| Work task |
How many lines of the entries below include the word "Generation"? Answer with the number alone.

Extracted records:
::::

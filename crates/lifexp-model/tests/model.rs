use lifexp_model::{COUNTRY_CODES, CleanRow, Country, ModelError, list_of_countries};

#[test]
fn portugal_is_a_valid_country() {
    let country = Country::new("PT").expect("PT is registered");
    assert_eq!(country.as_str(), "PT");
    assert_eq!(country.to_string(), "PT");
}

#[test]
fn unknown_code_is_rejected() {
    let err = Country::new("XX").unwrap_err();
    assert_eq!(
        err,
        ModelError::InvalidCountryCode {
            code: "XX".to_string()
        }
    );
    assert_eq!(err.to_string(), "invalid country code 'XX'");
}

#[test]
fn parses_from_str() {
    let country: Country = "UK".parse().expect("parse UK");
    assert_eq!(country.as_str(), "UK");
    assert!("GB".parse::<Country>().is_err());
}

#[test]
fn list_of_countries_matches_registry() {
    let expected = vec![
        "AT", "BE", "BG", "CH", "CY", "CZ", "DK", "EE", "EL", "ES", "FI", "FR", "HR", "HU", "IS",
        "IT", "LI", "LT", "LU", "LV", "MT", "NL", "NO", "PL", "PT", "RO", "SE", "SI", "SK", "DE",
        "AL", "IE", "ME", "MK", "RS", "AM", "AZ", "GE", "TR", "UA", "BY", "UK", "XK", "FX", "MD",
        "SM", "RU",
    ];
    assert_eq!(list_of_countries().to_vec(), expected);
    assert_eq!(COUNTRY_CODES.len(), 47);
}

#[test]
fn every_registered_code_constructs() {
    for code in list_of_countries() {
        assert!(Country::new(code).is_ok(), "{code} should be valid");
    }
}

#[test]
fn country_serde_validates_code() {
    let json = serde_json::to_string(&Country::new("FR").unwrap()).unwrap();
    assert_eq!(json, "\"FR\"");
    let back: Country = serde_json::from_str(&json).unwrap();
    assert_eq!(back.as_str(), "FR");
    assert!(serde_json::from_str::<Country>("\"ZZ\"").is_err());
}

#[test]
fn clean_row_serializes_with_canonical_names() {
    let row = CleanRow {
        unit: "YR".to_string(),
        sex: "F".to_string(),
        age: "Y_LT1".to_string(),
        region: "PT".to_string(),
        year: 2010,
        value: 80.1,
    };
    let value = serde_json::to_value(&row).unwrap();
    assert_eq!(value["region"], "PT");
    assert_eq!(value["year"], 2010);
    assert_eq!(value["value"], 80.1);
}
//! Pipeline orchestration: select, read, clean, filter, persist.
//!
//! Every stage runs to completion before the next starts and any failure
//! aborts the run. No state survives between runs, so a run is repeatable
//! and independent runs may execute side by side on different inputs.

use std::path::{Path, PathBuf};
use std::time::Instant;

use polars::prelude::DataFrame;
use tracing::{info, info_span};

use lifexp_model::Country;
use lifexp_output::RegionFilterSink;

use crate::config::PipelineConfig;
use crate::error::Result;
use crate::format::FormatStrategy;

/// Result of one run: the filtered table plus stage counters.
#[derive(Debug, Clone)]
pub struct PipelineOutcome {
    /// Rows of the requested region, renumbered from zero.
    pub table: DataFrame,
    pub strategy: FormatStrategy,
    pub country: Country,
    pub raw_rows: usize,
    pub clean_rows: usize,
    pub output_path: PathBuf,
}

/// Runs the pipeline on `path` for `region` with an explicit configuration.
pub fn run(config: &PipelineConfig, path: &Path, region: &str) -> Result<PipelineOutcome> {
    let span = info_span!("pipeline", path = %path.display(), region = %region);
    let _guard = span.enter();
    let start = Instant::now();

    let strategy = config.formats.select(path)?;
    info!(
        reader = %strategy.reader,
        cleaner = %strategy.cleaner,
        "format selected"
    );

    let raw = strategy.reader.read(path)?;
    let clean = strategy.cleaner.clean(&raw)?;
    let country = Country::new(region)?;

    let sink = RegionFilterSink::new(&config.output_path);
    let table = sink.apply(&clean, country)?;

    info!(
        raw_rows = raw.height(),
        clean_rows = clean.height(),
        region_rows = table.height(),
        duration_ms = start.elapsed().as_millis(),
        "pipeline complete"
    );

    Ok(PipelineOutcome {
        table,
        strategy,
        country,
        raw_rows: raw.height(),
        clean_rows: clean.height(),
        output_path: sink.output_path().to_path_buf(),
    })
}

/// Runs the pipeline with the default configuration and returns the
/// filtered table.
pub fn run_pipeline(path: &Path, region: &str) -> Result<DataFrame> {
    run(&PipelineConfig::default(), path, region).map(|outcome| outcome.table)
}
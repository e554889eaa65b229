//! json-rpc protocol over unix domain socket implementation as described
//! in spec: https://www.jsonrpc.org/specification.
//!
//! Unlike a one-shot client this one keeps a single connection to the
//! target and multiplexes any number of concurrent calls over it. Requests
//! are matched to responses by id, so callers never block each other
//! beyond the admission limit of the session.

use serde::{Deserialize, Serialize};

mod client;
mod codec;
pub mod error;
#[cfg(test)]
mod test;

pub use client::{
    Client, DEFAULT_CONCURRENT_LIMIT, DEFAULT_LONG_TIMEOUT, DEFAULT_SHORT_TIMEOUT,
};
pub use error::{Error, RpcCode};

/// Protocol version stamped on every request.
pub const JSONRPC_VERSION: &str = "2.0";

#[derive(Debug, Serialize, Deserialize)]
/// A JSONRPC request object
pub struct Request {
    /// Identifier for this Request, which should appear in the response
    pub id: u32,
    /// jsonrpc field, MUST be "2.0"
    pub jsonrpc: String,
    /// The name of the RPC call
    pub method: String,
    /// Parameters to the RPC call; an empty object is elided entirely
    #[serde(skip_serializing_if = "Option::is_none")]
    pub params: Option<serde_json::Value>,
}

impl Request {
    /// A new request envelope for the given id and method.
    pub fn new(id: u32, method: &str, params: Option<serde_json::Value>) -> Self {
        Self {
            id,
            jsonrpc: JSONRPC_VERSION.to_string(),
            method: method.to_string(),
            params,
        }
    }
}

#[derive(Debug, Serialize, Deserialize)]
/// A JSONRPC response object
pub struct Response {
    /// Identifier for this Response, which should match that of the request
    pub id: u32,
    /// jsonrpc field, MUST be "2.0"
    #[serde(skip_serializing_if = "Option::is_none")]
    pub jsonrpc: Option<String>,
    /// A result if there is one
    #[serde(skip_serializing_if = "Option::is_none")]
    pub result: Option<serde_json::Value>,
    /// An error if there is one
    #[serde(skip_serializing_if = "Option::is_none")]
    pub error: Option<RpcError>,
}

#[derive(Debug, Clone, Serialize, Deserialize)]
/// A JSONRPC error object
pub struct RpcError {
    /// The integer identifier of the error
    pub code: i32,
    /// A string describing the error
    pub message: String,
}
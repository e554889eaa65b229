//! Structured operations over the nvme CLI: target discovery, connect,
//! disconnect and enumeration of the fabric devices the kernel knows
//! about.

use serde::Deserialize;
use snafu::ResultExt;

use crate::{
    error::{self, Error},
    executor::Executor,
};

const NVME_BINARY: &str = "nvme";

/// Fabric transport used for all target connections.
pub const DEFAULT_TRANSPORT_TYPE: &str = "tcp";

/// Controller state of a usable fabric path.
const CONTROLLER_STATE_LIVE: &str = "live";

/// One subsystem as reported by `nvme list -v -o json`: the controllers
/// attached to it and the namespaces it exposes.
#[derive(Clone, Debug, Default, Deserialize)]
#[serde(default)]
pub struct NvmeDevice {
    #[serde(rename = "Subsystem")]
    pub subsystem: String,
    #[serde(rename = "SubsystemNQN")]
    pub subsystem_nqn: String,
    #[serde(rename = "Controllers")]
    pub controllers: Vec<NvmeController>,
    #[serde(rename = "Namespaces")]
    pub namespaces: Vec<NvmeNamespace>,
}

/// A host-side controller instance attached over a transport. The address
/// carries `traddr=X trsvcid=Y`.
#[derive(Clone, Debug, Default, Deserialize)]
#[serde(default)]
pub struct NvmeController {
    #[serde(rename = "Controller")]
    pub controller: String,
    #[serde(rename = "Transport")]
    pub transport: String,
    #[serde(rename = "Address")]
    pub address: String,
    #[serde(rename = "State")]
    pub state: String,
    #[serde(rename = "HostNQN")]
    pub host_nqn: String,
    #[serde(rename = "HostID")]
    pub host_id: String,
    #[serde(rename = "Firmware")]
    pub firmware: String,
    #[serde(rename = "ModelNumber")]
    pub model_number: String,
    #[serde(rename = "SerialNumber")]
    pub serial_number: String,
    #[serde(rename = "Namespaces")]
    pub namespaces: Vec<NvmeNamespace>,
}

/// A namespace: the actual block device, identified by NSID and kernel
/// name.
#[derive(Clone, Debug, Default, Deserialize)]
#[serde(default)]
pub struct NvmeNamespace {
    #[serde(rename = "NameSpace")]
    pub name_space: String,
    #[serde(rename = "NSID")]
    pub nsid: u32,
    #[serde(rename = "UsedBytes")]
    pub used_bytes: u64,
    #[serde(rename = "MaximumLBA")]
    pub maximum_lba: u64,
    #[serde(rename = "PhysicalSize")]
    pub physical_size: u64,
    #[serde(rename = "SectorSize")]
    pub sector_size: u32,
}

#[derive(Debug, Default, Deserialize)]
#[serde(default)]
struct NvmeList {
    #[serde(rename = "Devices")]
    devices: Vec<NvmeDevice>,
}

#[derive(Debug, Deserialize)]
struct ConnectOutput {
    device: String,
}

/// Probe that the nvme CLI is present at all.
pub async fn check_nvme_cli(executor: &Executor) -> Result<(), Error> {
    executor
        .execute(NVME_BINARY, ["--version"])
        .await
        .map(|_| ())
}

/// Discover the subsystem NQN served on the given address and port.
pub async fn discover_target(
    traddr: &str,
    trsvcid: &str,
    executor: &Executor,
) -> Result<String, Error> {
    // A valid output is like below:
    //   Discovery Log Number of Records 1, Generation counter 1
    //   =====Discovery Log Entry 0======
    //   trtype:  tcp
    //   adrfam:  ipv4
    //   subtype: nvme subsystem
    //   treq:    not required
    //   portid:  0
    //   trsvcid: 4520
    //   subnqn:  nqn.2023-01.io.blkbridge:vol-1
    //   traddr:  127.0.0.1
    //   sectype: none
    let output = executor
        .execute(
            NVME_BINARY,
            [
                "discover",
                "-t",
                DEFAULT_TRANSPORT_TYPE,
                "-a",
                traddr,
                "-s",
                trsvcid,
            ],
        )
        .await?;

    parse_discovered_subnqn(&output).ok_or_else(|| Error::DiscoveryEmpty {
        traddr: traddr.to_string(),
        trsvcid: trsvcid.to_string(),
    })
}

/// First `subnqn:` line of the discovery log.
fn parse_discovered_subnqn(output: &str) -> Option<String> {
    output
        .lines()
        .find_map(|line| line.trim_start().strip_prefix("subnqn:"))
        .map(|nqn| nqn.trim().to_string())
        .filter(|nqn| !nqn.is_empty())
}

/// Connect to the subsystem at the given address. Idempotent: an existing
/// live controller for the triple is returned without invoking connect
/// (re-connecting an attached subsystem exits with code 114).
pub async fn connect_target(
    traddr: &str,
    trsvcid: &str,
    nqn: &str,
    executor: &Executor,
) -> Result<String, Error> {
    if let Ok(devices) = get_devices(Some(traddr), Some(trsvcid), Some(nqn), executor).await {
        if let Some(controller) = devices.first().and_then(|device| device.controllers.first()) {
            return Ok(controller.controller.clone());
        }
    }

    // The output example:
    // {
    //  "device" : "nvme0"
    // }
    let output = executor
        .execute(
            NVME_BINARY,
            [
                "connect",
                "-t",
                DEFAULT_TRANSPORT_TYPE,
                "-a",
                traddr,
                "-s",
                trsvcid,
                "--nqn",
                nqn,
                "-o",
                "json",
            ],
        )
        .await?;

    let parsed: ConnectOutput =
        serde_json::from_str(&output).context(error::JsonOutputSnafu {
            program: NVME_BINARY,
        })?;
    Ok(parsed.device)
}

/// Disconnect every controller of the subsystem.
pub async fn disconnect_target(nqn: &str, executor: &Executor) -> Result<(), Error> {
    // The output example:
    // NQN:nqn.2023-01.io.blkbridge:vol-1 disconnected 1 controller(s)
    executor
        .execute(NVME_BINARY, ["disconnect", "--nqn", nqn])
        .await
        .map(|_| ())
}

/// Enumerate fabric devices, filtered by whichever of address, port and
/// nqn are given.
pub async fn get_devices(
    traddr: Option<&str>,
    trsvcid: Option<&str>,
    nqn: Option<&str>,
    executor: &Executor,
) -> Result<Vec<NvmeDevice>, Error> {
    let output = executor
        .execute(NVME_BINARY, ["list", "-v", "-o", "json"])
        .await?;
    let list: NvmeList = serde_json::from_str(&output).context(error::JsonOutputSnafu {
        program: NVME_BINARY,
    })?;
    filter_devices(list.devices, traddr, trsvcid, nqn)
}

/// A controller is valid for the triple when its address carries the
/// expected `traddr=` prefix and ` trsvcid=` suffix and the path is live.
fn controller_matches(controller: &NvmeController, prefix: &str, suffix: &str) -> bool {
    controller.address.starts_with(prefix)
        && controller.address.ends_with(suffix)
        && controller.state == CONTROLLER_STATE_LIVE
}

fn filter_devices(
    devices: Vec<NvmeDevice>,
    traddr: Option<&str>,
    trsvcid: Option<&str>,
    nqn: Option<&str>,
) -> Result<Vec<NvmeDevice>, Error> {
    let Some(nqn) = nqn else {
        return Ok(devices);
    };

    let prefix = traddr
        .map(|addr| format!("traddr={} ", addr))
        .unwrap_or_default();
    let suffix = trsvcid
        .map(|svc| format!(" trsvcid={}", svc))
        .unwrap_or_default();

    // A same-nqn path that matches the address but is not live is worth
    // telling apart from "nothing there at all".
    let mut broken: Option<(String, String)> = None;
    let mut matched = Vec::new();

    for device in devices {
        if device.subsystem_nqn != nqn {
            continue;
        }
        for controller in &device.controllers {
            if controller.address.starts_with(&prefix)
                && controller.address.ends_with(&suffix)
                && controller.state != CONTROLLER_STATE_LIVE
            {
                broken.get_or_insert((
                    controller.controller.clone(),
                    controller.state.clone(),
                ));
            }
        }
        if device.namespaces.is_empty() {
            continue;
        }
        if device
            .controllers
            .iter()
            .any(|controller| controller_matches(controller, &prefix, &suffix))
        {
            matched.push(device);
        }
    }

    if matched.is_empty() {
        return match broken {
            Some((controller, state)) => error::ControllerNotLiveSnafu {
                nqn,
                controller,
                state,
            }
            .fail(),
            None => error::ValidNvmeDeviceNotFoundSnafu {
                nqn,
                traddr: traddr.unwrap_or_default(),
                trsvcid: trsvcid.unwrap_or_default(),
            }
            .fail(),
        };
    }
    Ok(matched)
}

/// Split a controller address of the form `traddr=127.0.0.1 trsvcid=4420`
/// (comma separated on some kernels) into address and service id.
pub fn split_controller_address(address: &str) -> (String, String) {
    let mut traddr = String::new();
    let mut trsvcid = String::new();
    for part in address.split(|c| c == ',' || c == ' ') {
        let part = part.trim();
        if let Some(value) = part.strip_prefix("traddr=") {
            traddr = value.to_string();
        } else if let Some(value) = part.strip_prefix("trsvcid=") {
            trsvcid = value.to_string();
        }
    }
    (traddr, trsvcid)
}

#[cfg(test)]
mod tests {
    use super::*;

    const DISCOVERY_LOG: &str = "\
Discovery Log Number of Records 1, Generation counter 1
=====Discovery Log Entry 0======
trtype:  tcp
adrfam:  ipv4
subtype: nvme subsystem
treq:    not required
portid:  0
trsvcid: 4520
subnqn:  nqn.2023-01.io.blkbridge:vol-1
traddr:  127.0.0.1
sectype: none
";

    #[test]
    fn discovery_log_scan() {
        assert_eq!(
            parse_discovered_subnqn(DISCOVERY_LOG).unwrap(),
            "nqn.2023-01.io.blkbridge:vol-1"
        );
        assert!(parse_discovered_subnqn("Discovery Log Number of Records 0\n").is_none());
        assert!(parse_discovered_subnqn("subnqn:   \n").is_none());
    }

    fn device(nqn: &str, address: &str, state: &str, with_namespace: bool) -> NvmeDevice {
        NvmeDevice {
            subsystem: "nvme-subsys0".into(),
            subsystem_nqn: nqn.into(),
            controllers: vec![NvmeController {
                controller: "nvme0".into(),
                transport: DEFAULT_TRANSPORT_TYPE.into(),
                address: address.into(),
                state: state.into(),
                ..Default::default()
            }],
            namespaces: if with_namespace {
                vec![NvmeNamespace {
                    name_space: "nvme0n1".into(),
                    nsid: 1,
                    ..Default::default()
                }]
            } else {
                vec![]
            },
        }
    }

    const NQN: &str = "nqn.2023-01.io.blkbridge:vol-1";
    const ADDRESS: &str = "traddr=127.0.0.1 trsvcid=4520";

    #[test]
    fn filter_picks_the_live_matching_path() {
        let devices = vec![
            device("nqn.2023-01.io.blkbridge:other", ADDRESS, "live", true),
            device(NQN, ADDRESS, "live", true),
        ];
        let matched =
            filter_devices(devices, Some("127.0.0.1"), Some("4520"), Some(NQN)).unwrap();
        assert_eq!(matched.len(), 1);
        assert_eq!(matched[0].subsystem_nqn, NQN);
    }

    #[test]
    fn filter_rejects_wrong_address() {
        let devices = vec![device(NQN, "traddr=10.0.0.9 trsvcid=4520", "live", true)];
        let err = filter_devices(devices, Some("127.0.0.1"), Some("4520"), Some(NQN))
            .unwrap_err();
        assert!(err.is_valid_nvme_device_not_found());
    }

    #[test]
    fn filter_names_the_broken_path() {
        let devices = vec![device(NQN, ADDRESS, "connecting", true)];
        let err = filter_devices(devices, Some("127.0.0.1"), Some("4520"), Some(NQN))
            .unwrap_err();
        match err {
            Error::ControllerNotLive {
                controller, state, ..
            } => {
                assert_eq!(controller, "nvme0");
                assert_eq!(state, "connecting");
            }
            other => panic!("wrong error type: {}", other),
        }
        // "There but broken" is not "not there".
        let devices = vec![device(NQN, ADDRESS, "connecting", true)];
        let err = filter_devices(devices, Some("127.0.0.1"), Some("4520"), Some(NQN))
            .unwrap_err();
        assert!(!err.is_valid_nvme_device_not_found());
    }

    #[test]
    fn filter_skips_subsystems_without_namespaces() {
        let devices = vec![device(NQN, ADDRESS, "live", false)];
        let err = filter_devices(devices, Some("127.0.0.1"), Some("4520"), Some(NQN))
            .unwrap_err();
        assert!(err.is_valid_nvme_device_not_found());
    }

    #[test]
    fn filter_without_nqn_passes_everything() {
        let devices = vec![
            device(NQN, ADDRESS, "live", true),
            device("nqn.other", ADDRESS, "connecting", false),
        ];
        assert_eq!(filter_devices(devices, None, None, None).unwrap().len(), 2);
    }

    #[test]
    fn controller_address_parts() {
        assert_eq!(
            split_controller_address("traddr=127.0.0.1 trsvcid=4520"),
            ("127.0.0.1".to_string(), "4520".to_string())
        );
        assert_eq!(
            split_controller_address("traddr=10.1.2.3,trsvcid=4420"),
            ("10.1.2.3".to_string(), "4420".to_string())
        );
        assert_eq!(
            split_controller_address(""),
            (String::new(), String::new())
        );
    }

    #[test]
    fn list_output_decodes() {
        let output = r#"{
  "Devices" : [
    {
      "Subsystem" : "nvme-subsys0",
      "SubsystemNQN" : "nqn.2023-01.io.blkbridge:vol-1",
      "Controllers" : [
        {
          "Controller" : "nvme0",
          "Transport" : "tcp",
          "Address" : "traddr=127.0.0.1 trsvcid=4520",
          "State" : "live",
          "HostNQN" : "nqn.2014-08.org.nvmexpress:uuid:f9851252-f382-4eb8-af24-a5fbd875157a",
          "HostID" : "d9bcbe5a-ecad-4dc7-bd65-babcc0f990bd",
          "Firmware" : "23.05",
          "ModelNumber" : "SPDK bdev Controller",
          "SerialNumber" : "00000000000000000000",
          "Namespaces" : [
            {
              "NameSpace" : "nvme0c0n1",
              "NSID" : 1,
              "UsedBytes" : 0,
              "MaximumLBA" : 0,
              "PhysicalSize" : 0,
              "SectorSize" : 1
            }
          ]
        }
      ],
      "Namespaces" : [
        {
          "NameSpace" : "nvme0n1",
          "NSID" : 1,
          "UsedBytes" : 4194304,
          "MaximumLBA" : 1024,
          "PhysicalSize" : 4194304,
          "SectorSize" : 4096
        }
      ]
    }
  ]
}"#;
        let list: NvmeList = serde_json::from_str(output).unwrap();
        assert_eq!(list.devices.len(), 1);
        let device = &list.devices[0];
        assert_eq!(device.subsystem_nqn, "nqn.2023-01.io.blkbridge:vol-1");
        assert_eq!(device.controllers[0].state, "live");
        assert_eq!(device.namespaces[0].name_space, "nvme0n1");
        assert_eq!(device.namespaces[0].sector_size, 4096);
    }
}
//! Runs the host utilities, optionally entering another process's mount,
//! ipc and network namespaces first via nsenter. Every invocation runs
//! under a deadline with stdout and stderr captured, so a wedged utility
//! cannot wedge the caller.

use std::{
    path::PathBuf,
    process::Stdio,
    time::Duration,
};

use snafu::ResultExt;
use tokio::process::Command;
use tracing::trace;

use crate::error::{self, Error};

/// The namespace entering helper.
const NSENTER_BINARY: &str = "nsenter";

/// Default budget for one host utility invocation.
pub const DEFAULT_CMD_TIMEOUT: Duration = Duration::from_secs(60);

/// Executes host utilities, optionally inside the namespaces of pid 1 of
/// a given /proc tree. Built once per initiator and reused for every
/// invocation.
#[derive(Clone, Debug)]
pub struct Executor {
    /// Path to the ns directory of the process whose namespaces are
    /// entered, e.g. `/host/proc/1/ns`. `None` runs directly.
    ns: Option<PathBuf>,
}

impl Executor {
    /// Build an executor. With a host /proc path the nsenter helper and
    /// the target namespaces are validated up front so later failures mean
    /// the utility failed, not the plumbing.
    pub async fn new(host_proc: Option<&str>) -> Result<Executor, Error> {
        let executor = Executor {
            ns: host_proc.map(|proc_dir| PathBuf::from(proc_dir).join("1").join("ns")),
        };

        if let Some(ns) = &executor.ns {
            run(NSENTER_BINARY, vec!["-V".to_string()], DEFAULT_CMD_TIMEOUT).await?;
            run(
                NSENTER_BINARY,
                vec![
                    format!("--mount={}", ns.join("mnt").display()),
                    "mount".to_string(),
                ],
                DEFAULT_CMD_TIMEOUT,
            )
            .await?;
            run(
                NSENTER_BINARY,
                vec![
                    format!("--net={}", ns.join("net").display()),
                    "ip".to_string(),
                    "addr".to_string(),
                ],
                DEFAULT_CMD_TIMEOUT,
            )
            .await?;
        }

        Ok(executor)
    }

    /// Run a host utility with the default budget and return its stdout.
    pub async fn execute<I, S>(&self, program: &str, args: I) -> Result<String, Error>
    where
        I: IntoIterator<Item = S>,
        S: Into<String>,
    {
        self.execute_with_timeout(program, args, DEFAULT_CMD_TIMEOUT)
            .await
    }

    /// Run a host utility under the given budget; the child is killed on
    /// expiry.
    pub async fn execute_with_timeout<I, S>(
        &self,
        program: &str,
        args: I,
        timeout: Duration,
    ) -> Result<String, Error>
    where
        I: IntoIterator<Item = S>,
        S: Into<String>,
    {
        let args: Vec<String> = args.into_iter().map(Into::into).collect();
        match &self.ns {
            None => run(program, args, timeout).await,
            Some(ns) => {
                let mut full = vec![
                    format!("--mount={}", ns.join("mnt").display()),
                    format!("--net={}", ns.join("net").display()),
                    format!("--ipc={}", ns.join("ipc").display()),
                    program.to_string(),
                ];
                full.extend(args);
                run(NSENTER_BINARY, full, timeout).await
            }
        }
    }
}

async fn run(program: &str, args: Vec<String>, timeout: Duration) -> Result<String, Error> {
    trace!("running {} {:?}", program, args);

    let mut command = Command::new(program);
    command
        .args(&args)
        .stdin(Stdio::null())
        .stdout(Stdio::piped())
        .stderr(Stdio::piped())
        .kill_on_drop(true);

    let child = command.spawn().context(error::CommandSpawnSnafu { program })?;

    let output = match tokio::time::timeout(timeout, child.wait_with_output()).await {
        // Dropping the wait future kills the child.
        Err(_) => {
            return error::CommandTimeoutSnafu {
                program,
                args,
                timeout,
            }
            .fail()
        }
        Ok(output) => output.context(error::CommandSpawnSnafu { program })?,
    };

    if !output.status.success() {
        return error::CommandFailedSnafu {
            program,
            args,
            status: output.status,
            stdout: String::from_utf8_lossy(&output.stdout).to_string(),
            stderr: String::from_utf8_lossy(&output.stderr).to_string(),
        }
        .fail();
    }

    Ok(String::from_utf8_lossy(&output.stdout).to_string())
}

::::

| Your response |
2